Finally, with the fourth escort, my number was called.  We went down the hallway to the elevator and once on the elevator the escort in the green jacket saw my cane.  He came close and said that when we left I should move to the head of the line and he would judge his pace by me.  He was sorry he had walked so fast before.  It wasn’t really an issue but I appreciated his sensitivity.

We finally arrived outside of the courtroom and a sheriff took over.  He called out our numbers and we were to line up in order outside the door and pay attention to who was in front of us.  I studied the green and orange and yellow plaid shirt of the man in front of me and how he had a loose white string that was unraveling from the seam on the right shoulder.  I thought of fixing it for him but then how would I recognize it was him?  We would be quiet inside and sit where we were told.  If we messed up his line, got out of order, or forgot where we sat we would be wasting everyone’s time, including our own.

We were ushered in to the courtroom and then told where to sit.  They were hard wooden pews like an old Catholic church but not even the benefit of a cushion or kneelers.  I looked over to the jury person chairs and longed to be selected to sit in those!

The judge came in and she was a pleasant enough woman, very effervescent and chatty.  She introduced by name every member of her court except the bailiffs, because she said there would be many changings of the bailiffs throughout the course of the day.

Did anyone need excused?

One man stood up and said he had a back injury and he couldn’t handle this sitting.  She asked if he was in pain and he said he was.  He was considerably older and she nodded for him to be excused.  She looked at me.  “364, are you in pain?”  There was no way in hell I was going to give up this opportunity because of some back pain!  So I told her I was fine.  She said okay and continued.
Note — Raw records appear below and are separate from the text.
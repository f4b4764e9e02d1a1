use std::io::Write;

use geowire_core::{CodecError, DecodeError, Reader, Storable, Writer};
use serde::Serialize;

/// Cache attribute such as "dogs allowed" (positive) or "no dogs" (negative)
#[derive(Debug, Clone, Default, PartialEq, Eq, Serialize)]
pub struct GeocachingAttribute {
    pub id: i32,
    pub positive: bool,
}

impl GeocachingAttribute {
    pub fn new(id: i32, positive: bool) -> Self {
        Self { id, positive }
    }
}

impl Storable for GeocachingAttribute {
    const VERSION: i32 = 0;
    const NAME: &'static str = "GeocachingAttribute";

    fn write_body<W: Write>(&self, w: &mut Writer<W>, _version: i32) -> Result<(), CodecError> {
        w.write_i32(self.id)?;
        w.write_bool(self.positive)
    }

    fn read_body(r: &mut Reader<'_>, _version: i32) -> Result<Self, DecodeError> {
        Ok(Self {
            id: r.read_i32()?,
            positive: r.read_bool()?,
        })
    }
}
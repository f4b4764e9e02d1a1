//! Additional waypoints of a geocache (parking, stages, final)
//!
//! Layout history:
//!
//! - v0: code, type, name, lat, lon, description
//! - v1: user entered flag
//! - v2: formula, description modified flag

use std::io::Write;

use geowire_core::{CodecError, DecodeError, Reader, Storable, Writer};
use serde::Serialize;

/// Waypoint type names
pub mod wpt_type {
    pub const FINAL: &str = "Final Location";
    pub const PARKING: &str = "Parking Area";
    pub const VIRTUAL_STAGE: &str = "Virtual Stage";
    pub const PHYSICAL_STAGE: &str = "Physical Stage";
    pub const REFERENCE: &str = "Reference Point";
    pub const TRAILHEAD: &str = "Trailhead";
}

#[derive(Debug, Clone, Default, PartialEq, Serialize)]
pub struct GeocachingWaypoint {
    pub code: String,
    pub wpt_type: String,
    pub name: String,
    pub latitude: f64,
    pub longitude: f64,
    pub description: String,
    pub user_entered: bool,
    /// Coordinate formula for waypoints that must be computed
    pub formula: String,
    pub desc_modified: bool,
}

impl GeocachingWaypoint {
    /// True when the waypoint carries usable coordinates
    pub fn has_coordinates(&self) -> bool {
        !(self.latitude == 0.0 && self.longitude == 0.0)
    }
}

impl Storable for GeocachingWaypoint {
    const VERSION: i32 = 2;
    const NAME: &'static str = "GeocachingWaypoint";

    fn write_body<W: Write>(&self, w: &mut Writer<W>, version: i32) -> Result<(), CodecError> {
        w.write_str(&self.code)?;
        w.write_str(&self.wpt_type)?;
        w.write_str(&self.name)?;
        w.write_f64(self.latitude)?;
        w.write_f64(self.longitude)?;
        w.write_str(&self.description)?;

        if version >= 1 {
            w.write_bool(self.user_entered)?;
        }
        if version >= 2 {
            w.write_str(&self.formula)?;
            w.write_bool(self.desc_modified)?;
        }
        Ok(())
    }

    fn read_body(r: &mut Reader<'_>, version: i32) -> Result<Self, DecodeError> {
        let mut wpt = Self {
            code: r.read_string()?,
            wpt_type: r.read_string()?,
            name: r.read_string()?,
            latitude: r.read_f64()?,
            longitude: r.read_f64()?,
            description: r.read_string()?,
            ..Self::default()
        };

        if version >= 1 {
            wpt.user_entered = r.read_bool()?;
        }
        if version >= 2 {
            wpt.formula = r.read_string()?;
            wpt.desc_modified = r.read_bool()?;
        }
        Ok(wpt)
    }
}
A young girl waved her hand at the judge.  She needed excused because she was deaf.  She spoke very well and clear for being deaf and seemed to either hear the judge well or be a damn good lip reader from that distance, as the judge offered her the use of audio equipment with a teleprompt type feed.  No, said the girl.  She was newly deaf and hadn’t yet learned how to use that equipment.  The judge decided not to excuse the newly deaf girl and I laughed inside at such a craptastic attempt to get out of duty.  Newly deaf girl sat back and slumped down into the pew with disgust.

We were to be sworn in and we were.

We had a standard list of questions to answer, but there may be a need to expound upon them.  If we don’t want to answer these questions about our life in the presence of other jurors we can do so in the judge’s chambers.  I can’t imagine that any of these questions are so invasive that someone would need that privacy, but so be it.

The attorneys are young.  Especially for the defense.  The state’s attorney is about my age and I am almost certain I voted for her at some point, her name is very familiar to me.  The defense attorneys look like two kids in high school participating in debate.  The boy’s suit is bigger than he is and there is a faint attempt at growing a mustache on his upper lip (or perhaps leftover chocolate from breakfast at the big boy table this morning?).  The girl to his left has brightly dyed orange hair, long and beautiful, but definitely dyed.  Her eyeshadow is dark and heavy and her lipstick looks feathered and peeling.  I feel kind of sorry for the defendant who has these kids as his defense.  But I remind myself that perhaps they are still new enough to think they can make a difference and they may have the gumption to do so.  They can’t be any worse than that Jose Baez guy.

What is your name?  I give it.

What is your occupation?  I’m unemployed, but a student.

Where did you work before?  Lance, JPMorgan, Bank of America…I pause because I am not sure how far back they want me to go and they move on while I debate it in my mind.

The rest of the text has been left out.